### [Aim of the task]
Pick out each line in these entries that contains the string "column".

[[ The data, beginning ]]

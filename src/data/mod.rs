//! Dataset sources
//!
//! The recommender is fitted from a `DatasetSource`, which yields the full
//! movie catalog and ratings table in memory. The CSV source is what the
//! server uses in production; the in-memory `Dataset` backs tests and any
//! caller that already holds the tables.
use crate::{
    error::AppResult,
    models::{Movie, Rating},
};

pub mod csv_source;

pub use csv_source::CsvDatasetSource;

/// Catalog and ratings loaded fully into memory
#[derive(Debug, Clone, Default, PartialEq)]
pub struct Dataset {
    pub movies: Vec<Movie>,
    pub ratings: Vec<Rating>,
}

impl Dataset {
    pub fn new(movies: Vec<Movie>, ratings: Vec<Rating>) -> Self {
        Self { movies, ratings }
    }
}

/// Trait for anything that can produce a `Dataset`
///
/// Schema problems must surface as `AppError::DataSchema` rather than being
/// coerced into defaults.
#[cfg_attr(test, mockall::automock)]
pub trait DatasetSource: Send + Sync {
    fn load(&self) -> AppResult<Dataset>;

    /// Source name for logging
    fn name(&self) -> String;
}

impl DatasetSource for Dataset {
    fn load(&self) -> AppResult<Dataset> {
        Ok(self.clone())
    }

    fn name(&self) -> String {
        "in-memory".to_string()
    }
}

[[ The data, end ]]
[[ The data, beginning ]]

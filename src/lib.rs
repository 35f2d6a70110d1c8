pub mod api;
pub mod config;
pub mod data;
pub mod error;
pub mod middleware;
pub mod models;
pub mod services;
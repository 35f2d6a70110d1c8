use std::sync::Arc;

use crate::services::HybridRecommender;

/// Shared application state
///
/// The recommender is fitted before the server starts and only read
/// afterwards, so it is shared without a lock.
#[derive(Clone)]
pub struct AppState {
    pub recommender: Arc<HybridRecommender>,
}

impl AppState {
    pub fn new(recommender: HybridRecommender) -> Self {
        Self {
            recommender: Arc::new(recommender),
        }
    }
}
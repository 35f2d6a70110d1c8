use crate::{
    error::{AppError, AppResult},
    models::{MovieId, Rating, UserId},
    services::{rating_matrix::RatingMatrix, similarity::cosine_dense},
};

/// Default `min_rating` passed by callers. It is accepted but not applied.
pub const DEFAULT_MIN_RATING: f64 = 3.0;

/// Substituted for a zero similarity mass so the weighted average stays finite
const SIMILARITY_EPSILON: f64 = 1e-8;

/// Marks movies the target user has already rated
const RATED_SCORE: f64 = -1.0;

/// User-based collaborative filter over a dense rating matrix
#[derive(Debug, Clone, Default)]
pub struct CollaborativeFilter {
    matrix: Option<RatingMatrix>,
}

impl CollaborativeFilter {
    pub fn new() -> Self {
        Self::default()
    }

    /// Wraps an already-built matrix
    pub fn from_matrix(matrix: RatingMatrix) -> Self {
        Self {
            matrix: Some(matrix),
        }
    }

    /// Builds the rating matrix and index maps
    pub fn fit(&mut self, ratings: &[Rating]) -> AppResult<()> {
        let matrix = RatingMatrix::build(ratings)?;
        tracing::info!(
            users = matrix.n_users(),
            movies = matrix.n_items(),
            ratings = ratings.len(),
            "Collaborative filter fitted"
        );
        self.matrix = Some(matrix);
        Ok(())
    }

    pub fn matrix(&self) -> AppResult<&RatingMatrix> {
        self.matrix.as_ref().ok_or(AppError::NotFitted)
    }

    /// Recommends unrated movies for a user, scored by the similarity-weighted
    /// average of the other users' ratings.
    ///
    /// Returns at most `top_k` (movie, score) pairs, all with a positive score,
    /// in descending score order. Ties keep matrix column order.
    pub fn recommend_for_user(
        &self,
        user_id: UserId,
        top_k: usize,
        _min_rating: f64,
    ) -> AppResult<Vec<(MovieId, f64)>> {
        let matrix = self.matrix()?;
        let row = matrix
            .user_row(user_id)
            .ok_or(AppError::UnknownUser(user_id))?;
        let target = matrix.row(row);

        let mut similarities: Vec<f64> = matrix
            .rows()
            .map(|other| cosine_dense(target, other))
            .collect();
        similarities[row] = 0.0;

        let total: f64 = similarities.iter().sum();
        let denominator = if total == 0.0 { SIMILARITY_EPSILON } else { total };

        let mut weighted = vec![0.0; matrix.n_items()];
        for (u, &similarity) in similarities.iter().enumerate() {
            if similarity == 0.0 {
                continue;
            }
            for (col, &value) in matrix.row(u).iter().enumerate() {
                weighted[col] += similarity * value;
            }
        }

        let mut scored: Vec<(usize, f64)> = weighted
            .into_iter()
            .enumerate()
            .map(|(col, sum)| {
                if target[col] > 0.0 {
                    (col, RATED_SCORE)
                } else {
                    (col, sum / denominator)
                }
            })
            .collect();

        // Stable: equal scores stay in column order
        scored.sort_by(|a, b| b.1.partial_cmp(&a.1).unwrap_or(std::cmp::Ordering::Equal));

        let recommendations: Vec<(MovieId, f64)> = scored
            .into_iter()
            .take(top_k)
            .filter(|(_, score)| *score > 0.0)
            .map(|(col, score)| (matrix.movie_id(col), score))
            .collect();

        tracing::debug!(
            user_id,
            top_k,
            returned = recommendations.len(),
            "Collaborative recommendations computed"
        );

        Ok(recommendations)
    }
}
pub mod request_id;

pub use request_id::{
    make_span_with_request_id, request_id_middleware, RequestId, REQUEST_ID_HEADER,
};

[[ The data, end ]]

### [Exercise output]
    /// in descending score order. Ties keep matrix column order.
        // Stable: equal scores stay in column order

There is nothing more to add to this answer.